There is a new ordinance in Quito. A group of sex worker activists, government officials and the head of the police have reached a compromise about the sex workers’ presence on the streets of El Centro. As of two weeks ago, the women must retreat from public between 12:30pm to 2:00pm, which is when elementary schools are let out for the day and the streets become flooded with children. This seems like an arbitrary tactic to place the women under more strict control of the neoliberal state. It is bizarre because many of the women are mothers and indeed, go to collect their children at school during this time. Should they be allowed to show their presence at their children’s school? What is the exact behavior the state is trying to protect school children from? On any given day, the sex workers stand alone or in groups on the streets, but because they stand in public, they are careful not to dress in revealing outfits. Perhaps their heavy make-up gives them away, but how is viewing women with heavy make-up offensive to children? Is it offensive to children to see groups of women standing together or by themselves? It is not clear if the children even notice the sex workers; more often, they know the sex workers and run up to greet them. These women are friends and family members of many of the kids in the neighborhood, not social pariahs that need to “hide” the moment school lets out.
The women are angry because now they lose two precious hours of their work day. They tell me they are baffled by the new rules, especially because they also have to pick up their children from school. Further, they explain, it’s not like they have sex on the street; everything they do in public is decent and discreet, nothing that would negatively impact a child. Despite the grumbling and complaints about the new rule, the women wholeheartedly obey it. They are very respectful of the school children and agree that they would feel terrible if a child did feel “traumatized” by seeing them. Anyway, today during the mandatory lunch break we hung out in the small lobby of Hotel Arizona, “the perfect place to rest” where the women work. Eight women piled onto the big faux-leather couch, while others crouched on the floor and stairs near-by.
This hour and a half of free time turned into a beauty parlor session for the women. M., an Afro-Colombian woman with a head of braids asked the women to help fix a few of her straggly loose bunches in the back. Immediately, four women went to work, braiding, twisting and knotting her hair at the ends.
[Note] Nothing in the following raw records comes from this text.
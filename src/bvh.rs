use crate::*;
pub struct BVHNode{
    left: Arc<dyn Hittable>,
    right: Arc<dyn Hittable>,
    bbox: AABB
}

impl Hittable for BVHNode{
    fn hit(&self, ray: &Ray, t:&Interval) -> Option<HitRecord<'_>>{
        if !self.bbox.hit(ray, t){
            None
        } else {
            self.left.hit(ray, t).map_or_else(
                || self.right.hit(ray, t),
                |record| {
                    self.right.hit(ray, &Interval {
                        min: t.min,
                        max: record.t,
                    }).filter(|closer| closer.t < record.t).or(Some(record))
                },
            )
        }
    }
    fn bounding_box(&self, _time0: Float, _time1: Float) -> Option<AABB> {
        Some(self.bbox)
    }
}

impl BVHNode{
    pub fn from_hittable_list(list: &HittableList, time0: Float, time1: Float) -> Result<Self, RenderError>{
        let mut objects = list.objects.iter()
            .map(|object| object.bounding_box(time0, time1).map(|bbox| (object.clone(), bbox)).ok_or(RenderError::Unbounded))
            .collect::<Result<Vec<_>, _>>()?;
        if objects.is_empty(){
            return Err(RenderError::EmptyScene);
        }
        Ok(Self::from_slice(&mut objects))
    }
    fn from_slice(objects: &mut [(Arc<dyn Hittable>, AABB)]) -> Self{
        let bbox = objects.iter().fold(AABB::NONE, |bbox, (_, b)| AABB::enclosing_volume(&bbox, b));
        let axis = bbox.longest_axis();

        let (left, right) = match objects.len() {
            1 => {
                (objects[0].0.clone(), objects[0].0.clone())
            },
            2 => {
                (objects[0].0.clone(), objects[1].0.clone())
            },
            span => {
                objects.sort_by(|(_, a), (_, b)| a[axis].min.total_cmp(&b[axis].min));
                let (lo, hi) = objects.split_at_mut(span/2);
                let left = Arc::new(BVHNode::from_slice(lo));
                let right = Arc::new(BVHNode::from_slice(hi));
                (left as Arc<dyn Hittable>, right as Arc<dyn Hittable>)
            }
        };
        Self{left, right, bbox}
    }
}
Another woman called she’d be right back. When L. returned, with hair dye, S. squealed, and shouted, “You’re the best!” L. pulled S.’s hair back and after returning from the bathroom with water to mix the dye, she picked up the plastic brush that came with the kit, and began applying the blond dye to S.’s hair. Another woman, N. helped L. apply the dye, and tied a plastic bag around S.’s neck to protect her skin and clothes from loose drops of blond. The other women gossiped and laughed. Someone took out blue nail polish with sparkles in it and started passing it around. One by one, the women took turns painting their nails until all the women on the coach shared the glittering, blue tint. They insisted on doing my nails too. K. took out the latest cosmetics she had received from the company and showed the women a series of lip glosses. They looked at the colors and smoothed a few of them onto the top of their hands to see how the color would look next to their skin. No one bought anything, but it was fun to see how each color looked.
Added entertainment came from D. an older man in his 60s, a client who is drunk most of the time. He sat wobbling on the floor next to the women and made inappropriate comments every so often, keeping everyone laughing hysterically. He kept asking M., the Afro-Colombian woman with dreads to marry him, or to at least share a whiskey, (but only if she went to buy it). All the women treated him affectionately, pulling on his hat and hair—pulling him down to sit on their laps on the coach and slapping him on the ass. D. is a petite man: many of the women tower over him and are twice as thick. He does not work or do much of anything except drink and hang out with the sex workers. Once in a while he can actually pay to bring one of them upstairs, but mostly he just jokes and begs for a free session. We were laughing hard on this particular day because D. wouldn’t stop dancing. Everyone kept singing different popular salsa songs and he moved around the lobby, grabbing different women as partners, as if he were the Ecuadorian Fred Astaire. Finally, S. and L. sat D. down and dyed his hair too. They kept insisting that it was black, not blond. D. squirmed to get away but too late....they managed to wrestle him down and saturate his hair with the blond dye (I haven't seen him yet, but I know I'll laugh when I do!) The time passed quickly with all the entertainment. Before we knew it, it was 2:00 and the women moved back out onto the corner.